§ **WORK REQUIRED**
When copying the data, keep every line exactly the same.

[Dataset entries]
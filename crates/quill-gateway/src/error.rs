//! Gateway error types and their protocol rendering.
//!
//! Two rules govern what a caller sees:
//! - capability boundaries look like non-existence (`UnknownTool` carries
//!   the same text whether the name is ungated or unregistered, and
//!   policy-hidden paths read as not-found);
//! - provider-internal detail (I/O errors, parse errors) is truncated to a
//!   generic message, while the offending path or alias is always kept.

use thiserror::Error;

use quill_resolve::ResolveError;
use quill_vault::VaultError;

use crate::types::ToolResult;

/// Errors raised while handling a gateway call.
#[derive(Debug, Error)]
pub enum GatewayError {
    /// The tool name is unregistered, or hidden from this token. The two
    /// cases are deliberately the same variant and the same text.
    #[error("unknown tool: {name}")]
    UnknownTool {
        /// The requested name.
        name: String,
    },

    /// The resource scheme is unregistered, hidden, or disabled.
    #[error("unknown resource scheme: {scheme}")]
    UnknownScheme {
        /// The requested scheme.
        scheme: String,
    },

    /// Leaf or directory absent — or hidden by policy, indistinguishably.
    #[error("not found: {path}")]
    NotFound {
        /// The requested path.
        path: String,
    },

    /// No documents under a directory after policy filtering.
    #[error("no documents found in \"{path}\"")]
    EmptyDirectory {
        /// The requested directory.
        path: String,
    },

    /// Explicit write attempt on a known-existing, policy-denied path.
    #[error("access denied: {path}")]
    AccessDenied {
        /// The denied path.
        path: String,
    },

    /// A find/replace matched zero or more than one occurrence.
    #[error("ambiguous match in {path}: found {matches} occurrences, expected exactly 1")]
    AmbiguousMatch {
        /// The target document.
        path: String,
        /// How many occurrences were found.
        matches: usize,
    },

    /// A tool was called with missing or ill-typed arguments.
    #[error("invalid arguments: {reason}")]
    InvalidArguments {
        /// What was wrong.
        reason: String,
    },

    /// Address resolution failure.
    #[error(transparent)]
    Resolve(#[from] ResolveError),

    /// Storage failure.
    #[error(transparent)]
    Vault(#[from] VaultError),
}

impl GatewayError {
    /// The message shown to the caller. Keeps paths and aliases, truncates
    /// provider internals.
    #[must_use]
    pub fn public_message(&self) -> String {
        match self {
            Self::Vault(VaultError::NotFound { path }) => format!("not found: {path}"),
            Self::Vault(VaultError::AlreadyExists { path }) => {
                format!("already exists: {path}")
            }
            Self::Vault(_) => "internal storage error".to_string(),
            Self::Resolve(ResolveError::Vault(VaultError::NotFound { path })) => {
                format!("not found: {path}")
            }
            Self::Resolve(ResolveError::Vault(_)) => "internal storage error".to_string(),
            Self::Resolve(ResolveError::Config(_)) => {
                "daily note settings could not be loaded".to_string()
            }
            other => other.to_string(),
        }
    }

    /// Render as a protocol failure.
    #[must_use]
    pub fn to_result(&self) -> ToolResult {
        ToolResult::error(self.public_message())
    }
}

/// Result type for gateway operations.
pub type GatewayResult<T> = Result<T, GatewayError>;

#[cfg(test)]
mod tests {
    use super::*;

    #[test]
    fn test_unknown_tool_text_is_uniform() {
        let a = GatewayError::UnknownTool {
            name: "write_document".to_string(),
        };
        let b = GatewayError::UnknownTool {
            name: "write_document".to_string(),
        };
        assert_eq!(a.public_message(), b.public_message());
        assert_eq!(a.public_message(), "unknown tool: write_document");
    }

    #[test]
    fn test_io_detail_truncated() {
        let err = GatewayError::Vault(VaultError::Io(std::io::Error::other("EACCES /secret")));
        assert_eq!(err.public_message(), "internal storage error");
    }

    #[test]
    fn test_ambiguous_match_names_path_and_count() {
        let err = GatewayError::AmbiguousMatch {
            path: "a.md".to_string(),
            matches: 2,
        };
        let msg = err.public_message();
        assert!(msg.contains("a.md"));
        assert!(msg.contains('2'));
    }

    #[test]
    fn test_daily_miss_mentions_escape_hatch() {
        let err = GatewayError::Resolve(ResolveError::DailyNoteMissing {
            alias: "today".to_string(),
            path: "daily/2023-05-09.md".to_string(),
        });
        let msg = err.public_message();
        assert!(msg.contains("today"));
        assert!(msg.contains("create"));
    }
}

§ **ANSWER FOR THIS EXERCISE**
filename crates/quill-gateway/src/error.rs
//! Gateway error types and their protocol rendering.
//!
//! Two rules govern what a caller sees:
//! - capability boundaries look like non-existence (`UnknownTool` carries
//!   the same text whether the name is ungated or unregistered, and
//!   policy-hidden paths read as not-found);
//! - provider-internal detail (I/O errors, parse errors) is truncated to a
//!   generic message, while the offending path or alias is always kept.

use thiserror::Error;

use quill_resolve::ResolveError;
use quill_vault::VaultError;

use crate::types::ToolResult;

/// Errors raised while handling a gateway call.
#[derive(Debug, Error)]
pub enum GatewayError {
    /// The tool name is unregistered, or hidden from this token. The two
    /// cases are deliberately the same variant and the same text.
    #[error("unknown tool: {name}")]
    UnknownTool {
        /// The requested name.
        name: String,
    },

    /// The resource scheme is unregistered, hidden, or disabled.
    #[error("unknown resource scheme: {scheme}")]
    UnknownScheme {
        /// The requested scheme.
        scheme: String,
    },

    /// Leaf or directory absent — or hidden by policy, indistinguishably.
    #[error("not found: {path}")]
    NotFound {
        /// The requested path.
        path: String,
    },

    /// No documents under a directory after policy filtering.
    #[error("no documents found in \"{path}\"")]
    EmptyDirectory {
        /// The requested directory.
        path: String,
    },

    /// Explicit write attempt on a known-existing, policy-denied path.
    #[error("access denied: {path}")]
    AccessDenied {
        /// The denied path.
        path: String,
    },

    /// A find/replace matched zero or more than one occurrence.
    #[error("ambiguous match in {path}: found {matches} occurrences, expected exactly 1")]
    AmbiguousMatch {
        /// The target document.
        path: String,
        /// How many occurrences were found.
        matches: usize,
    },

    /// A tool was called with missing or ill-typed arguments.
    #[error("invalid arguments: {reason}")]
    InvalidArguments {
        /// What was wrong.
        reason: String,
    },

    /// Address resolution failure.
    #[error(transparent)]
    Resolve(#[from] ResolveError),

    /// Storage failure.
    #[error(transparent)]
    Vault(#[from] VaultError),
}

impl GatewayError {
    /// The message shown to the caller. Keeps paths and aliases, truncates
    /// provider internals.
    #[must_use]
    pub fn public_message(&self) -> String {
        match self {
            Self::Vault(VaultError::NotFound { path }) => format!("not found: {path}"),
            Self::Vault(VaultError::AlreadyExists { path }) => {
                format!("already exists: {path}")
            }
            Self::Vault(_) => "internal storage error".to_string(),
            Self::Resolve(ResolveError::Vault(VaultError::NotFound { path })) => {
                format!("not found: {path}")
            }
            Self::Resolve(ResolveError::Vault(_)) => "internal storage error".to_string(),
            Self::Resolve(ResolveError::Config(_)) => {
                "daily note settings could not be loaded".to_string()
            }
            other => other.to_string(),
        }
    }

    /// Render as a protocol failure.
    #[must_use]
    pub fn to_result(&self) -> ToolResult {
        ToolResult::error(self.public_message())
    }
}

/// Result type for gateway operations.
pub type GatewayResult<T> = Result<T, GatewayError>;

#[cfg(test)]
mod tests {
    use super::*;

    #[test]
    fn test_unknown_tool_text_is_uniform() {
        let a = GatewayError::UnknownTool {
            name: "write_document".to_string(),
        };
        let b = GatewayError::UnknownTool {
            name: "write_document".to_string(),
        };
        assert_eq!(a.public_message(), b.public_message());
        assert_eq!(a.public_message(), "unknown tool: write_document");
    }

    #[test]
    fn test_io_detail_truncated() {
        let err = GatewayError::Vault(VaultError::Io(std::io::Error::other("EACCES /secret")));
        assert_eq!(err.public_message(), "internal storage error");
    }

    #[test]
    fn test_ambiguous_match_names_path_and_count() {
        let err = GatewayError::AmbiguousMatch {
            path: "a.md".to_string(),
            matches: 2,
        };
        let msg = err.public_message();
        assert!(msg.contains("a.md"));
        assert!(msg.contains('2'));
    }

    #[test]
    fn test_daily_miss_mentions_escape_hatch() {
        let err = GatewayError::Resolve(ResolveError::DailyNoteMissing {
            alias: "today".to_string(),
            path: "daily/2023-05-09.md".to_string(),
        });
        let msg = err.public_message();
        assert!(msg.contains("today"));
        assert!(msg.contains("create"));
    }
}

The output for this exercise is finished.